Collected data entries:
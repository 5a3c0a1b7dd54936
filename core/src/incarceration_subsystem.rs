//! Incarceration state machine — sentences, bail, escapes.
//!
//! States: Free (`jail_until <= now`) and Jailed (`jail_until > now`).
//!
//! RULES:
//!   - Every method here runs with the member's actor lock already held
//!     and works on a record the caller loaded. The caller saves it.
//!   - Every path into Jailed goes through `commit`, so the jail-reducer
//!     perk is applied exactly once per sentence.
//!   - Every path out of Jailed early goes through `release`, which clears
//!     the jailbreak flag and cancels the pending notification.
//!   - A jailbreak is finished at most once, and only against the sentence
//!     it was begun on. `commit` and `release` drop any pending attempt.

use crate::{
    clock::Clock,
    collaborator::{apply_credits_delta, EventJournal, Inventory, Ledger},
    config::{EngineConfig, GuildCrimeSettings},
    error::{CrimeError, CrimeResult, ValidationError},
    event::{CrimeEvent, EventLogEntry, ReleaseReason},
    modifier_pipeline::{apply_events, clamp_chance, draw_jailbreak_events},
    notification_subsystem::NotificationSubsystem,
    outcome::{BailQuote, JailbreakAttempt, JailbreakOutcome, JailbreakResolution},
    record::{MemberCriminalRecord, PendingJailbreak},
    rng::RandomSource,
    scenario_registry::ScenarioRegistry,
    types::{ChannelRef, Credits, MemberKey},
};
use std::sync::Arc;

const SUBSYSTEM: &str = "incarceration";

pub struct IncarcerationSubsystem {
    ledger:        Arc<dyn Ledger>,
    inventory:     Arc<dyn Inventory>,
    journal:       Arc<dyn EventJournal>,
    clock:         Arc<dyn Clock>,
    notifications: Arc<NotificationSubsystem>,
    config:        Arc<EngineConfig>,
}

/// Bail price for `remaining_secs` left on the sentence.
pub fn bail_cost(multiplier: f64, remaining_secs: i64) -> Credits {
    (multiplier * remaining_secs as f64 / 60.0).round() as Credits
}

impl IncarcerationSubsystem {
    pub fn new(
        ledger: Arc<dyn Ledger>,
        inventory: Arc<dyn Inventory>,
        journal: Arc<dyn EventJournal>,
        clock: Arc<dyn Clock>,
        notifications: Arc<NotificationSubsystem>,
        config: Arc<EngineConfig>,
    ) -> Self {
        Self { ledger, inventory, journal, clock, notifications, config }
    }

    fn log_event(&self, member: MemberKey, event: CrimeEvent) -> CrimeResult<()> {
        let entry = EventLogEntry::for_member(SUBSYSTEM, member, self.clock.now(), &event)?;
        self.journal.append(&entry)
    }

    /// The perk counts whether it sits on the record or in the inventory.
    pub fn has_jail_reducer(&self, member: MemberKey, record: &MemberCriminalRecord) -> CrimeResult<bool> {
        let perk = &self.config.jail_reducer_perk;
        Ok(record.has_perk(perk) || self.inventory.has_perk(member, perk)?)
    }

    // ── Transitions ────────────────────────────────────────────────

    /// Sentence `member` to `duration_secs`. Returns the seconds actually
    /// imposed after the jail-reducer perk.
    pub fn commit(
        &self,
        member: MemberKey,
        record: &mut MemberCriminalRecord,
        duration_secs: i64,
        channel: Option<ChannelRef>,
    ) -> CrimeResult<i64> {
        let reducer = self.has_jail_reducer(member, record)?;
        let sentence = if reducer {
            (duration_secs as f64 * self.config.jail_reducer_factor).floor() as i64
        } else {
            duration_secs
        }
        .max(0);

        let now = self.clock.now();
        record.jail_until = now + sentence;
        record.attempted_jailbreak = false;
        record.pending_jailbreak = None;
        if channel.is_some() {
            record.jail_channel = channel;
        }

        self.notifications.cancel(member);
        if record.notify_on_release && sentence > 0 {
            self.notifications.reschedule(member, sentence as u64);
        }

        self.log_event(member, CrimeEvent::Jailed {
            until:           record.jail_until,
            duration_secs:   sentence,
            reducer_applied: reducer,
            channel,
        })?;
        log::info!("{member} jailed for {sentence}s (reducer: {reducer})");
        Ok(sentence)
    }

    pub fn release(
        &self,
        member: MemberKey,
        record: &mut MemberCriminalRecord,
        reason: ReleaseReason,
    ) -> CrimeResult<()> {
        record.jail_until = 0;
        record.attempted_jailbreak = false;
        record.pending_jailbreak = None;
        self.notifications.cancel(member);
        self.log_event(member, CrimeEvent::Released { reason })?;
        log::info!("{member} released ({reason:?})");
        Ok(())
    }

    /// Lengthen the sentence after a failed escape. Returns the seconds added.
    /// The jailbreak flag stays set.
    pub fn extend(&self, member: MemberKey, record: &mut MemberCriminalRecord) -> CrimeResult<i64> {
        let now = self.clock.now();
        let remaining = record.jail_remaining(now);
        let added = (remaining as f64 * self.config.jailbreak_extension_factor).round() as i64;
        record.jail_until = now + remaining + added;

        if record.notify_on_release {
            self.notifications.reschedule(member, record.jail_remaining(now) as u64);
        }
        log::info!("{member} sentence extended by {added}s");
        Ok(added)
    }

    pub fn remaining(&self, record: &MemberCriminalRecord) -> i64 {
        record.jail_remaining(self.clock.now())
    }

    // ── Bail ───────────────────────────────────────────────────────

    pub fn quote_bail(
        &self,
        member: MemberKey,
        record: &MemberCriminalRecord,
        settings: &GuildCrimeSettings,
    ) -> CrimeResult<BailQuote> {
        let remaining = self.remaining(record);
        if remaining <= 0 {
            return Err(CrimeError::NotJailed);
        }
        if !settings.allow_bail {
            return Err(CrimeError::BailDisabled);
        }
        let cost = bail_cost(settings.bail_cost_multiplier, remaining);
        let balance = self.ledger.balance(member)?;
        Ok(BailQuote {
            cost,
            remaining_secs:       remaining,
            balance,
            can_afford:           balance >= cost,
            jail_reducer_applied: self.has_jail_reducer(member, record)?,
            currency_name:        self.ledger.currency_name(member.group)?,
        })
    }

    /// All or nothing: either the full cost is withdrawn and the member is
    /// released, or nothing changes.
    pub fn pay_bail(
        &self,
        member: MemberKey,
        record: &mut MemberCriminalRecord,
        settings: &GuildCrimeSettings,
    ) -> CrimeResult<Credits> {
        let quote = self.quote_bail(member, record, settings)?;
        if !quote.can_afford {
            log::warn!("{member} cannot afford bail of {}", quote.cost);
            return Err(CrimeError::InsufficientFunds {
                needed:    quote.cost,
                available: quote.balance,
            });
        }
        self.ledger.withdraw(member, quote.cost)?;
        record.total_bail_paid += quote.cost;
        self.log_event(member, CrimeEvent::BailPaid {
            cost:           quote.cost,
            remaining_secs: quote.remaining_secs,
        })?;
        self.release(member, record, ReleaseReason::Bail)?;
        Ok(quote.cost)
    }

    // ── Jailbreak ──────────────────────────────────────────────────

    /// Check, mark the flag, fix the scenario and events, and settle their
    /// credits. The flag is set before anything is drawn, so a concurrent
    /// attempt is rejected even while this one is being narrated.
    pub fn begin_jailbreak(
        &self,
        member: MemberKey,
        record: &mut MemberCriminalRecord,
        registry: &ScenarioRegistry,
        scenario_rng: &mut dyn RandomSource,
        events_rng: &mut dyn RandomSource,
        operation: u64,
    ) -> CrimeResult<JailbreakAttempt> {
        let remaining = self.remaining(record);
        if remaining <= 0 {
            return Err(CrimeError::NotJailed);
        }
        if record.attempted_jailbreak {
            return Err(CrimeError::AlreadyAttempted);
        }
        record.attempted_jailbreak = true;
        record.pending_jailbreak = Some(PendingJailbreak {
            operation,
            jail_until: record.jail_until,
        });

        let scenario = registry.pick_jailbreak(scenario_rng)?.clone();
        let events = draw_jailbreak_events(&scenario.events, events_rng);
        // Jailbreak events only move the chance and the balance.
        let effects = apply_events(scenario.base_chance, &events);
        let credits_delta = apply_credits_delta(self.ledger.as_ref(), member, effects.credits_delta)?;

        self.log_event(member, CrimeEvent::JailbreakAttempted {
            scenario: scenario.name.clone(),
            credits_delta,
        })?;
        log::debug!(
            "{member} attempts jailbreak '{}' at {:.2}",
            scenario.name,
            effects.final_chance
        );

        Ok(JailbreakAttempt {
            member,
            events,
            final_chance:   effects.final_chance,
            credits_delta,
            remaining_secs: remaining,
            currency_name:  self.ledger.currency_name(member.group)?,
            operation,
            scenario,
        })
    }

    /// Roll the attempt begun by `begin_jailbreak` and either release or
    /// extend. An attempt that was already finished, or whose sentence has
    /// since been replaced or ended early, is refused without a roll.
    pub fn finish_jailbreak(
        &self,
        member: MemberKey,
        record: &mut MemberCriminalRecord,
        attempt: &JailbreakAttempt,
        roll_rng: &mut dyn RandomSource,
    ) -> CrimeResult<JailbreakOutcome> {
        let expected = PendingJailbreak {
            operation:  attempt.operation,
            jail_until: record.jail_until,
        };
        if record.pending_jailbreak != Some(expected) {
            log::warn!("{member} has no pending jailbreak for operation {}", attempt.operation);
            return Err(if self.remaining(record) <= 0 {
                CrimeError::NotJailed
            } else {
                CrimeError::AlreadyAttempted
            });
        }
        record.pending_jailbreak = None;

        let credits_delta = attempt.credits_delta;
        let final_chance = clamp_chance(attempt.final_chance);

        let (resolution, roll) = if self.remaining(record) <= 0 {
            (JailbreakResolution::AlreadyFree, None)
        } else {
            let roll = roll_rng.next_f64();
            if roll < final_chance {
                self.release(member, record, ReleaseReason::Escape)?;
                (JailbreakResolution::Escaped, Some(roll))
            } else {
                let added = self.extend(member, record)?;
                let resolution = JailbreakResolution::Extended {
                    added_secs:    added,
                    new_remaining: self.remaining(record),
                };
                (resolution, Some(roll))
            }
        };

        let added_secs = match resolution {
            JailbreakResolution::Extended { added_secs, .. } => added_secs,
            _ => 0,
        };
        self.log_event(member, CrimeEvent::JailbreakResolved {
            scenario: attempt.scenario.name.clone(),
            escaped: matches!(resolution, JailbreakResolution::Escaped),
            added_secs,
            roll,
        })?;

        Ok(JailbreakOutcome {
            scenario_name: attempt.scenario.name.clone(),
            resolution,
            roll,
            final_chance,
            credits_delta,
            currency_name: attempt.currency_name.clone(),
        })
    }

    /// Administrative sentence through the normal commit path.
    pub fn manual_jail(
        &self,
        member: MemberKey,
        record: &mut MemberCriminalRecord,
        minutes: i64,
        channel: Option<ChannelRef>,
    ) -> CrimeResult<i64> {
        if minutes <= 0 {
            return Err(ValidationError::NonPositiveJailTime(minutes).into());
        }
        self.commit(member, record, minutes * 60, channel)
    }
}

• [EXERCISE DESCRIPTION]:
Transcribe, word for word, the data above from its first line through the line with "Every path out", and include nothing else.

• [THE ANSWER]:
repository 5a3c0a1b7dd54936
filename core/src/incarceration_subsystem.rs
//! Incarceration state machine — sentences, bail, escapes.
//!
//! States: Free (`jail_until <= now`) and Jailed (`jail_until > now`).
//!
//! RULES:
//!   - Every method here runs with the member's actor lock already held
//!     and works on a record the caller loaded. The caller saves it.
//!   - Every path into Jailed goes through `commit`, so the jail-reducer
//!     perk is applied exactly once per sentence.
//!   - Every path out of Jailed early goes through `release`, which clears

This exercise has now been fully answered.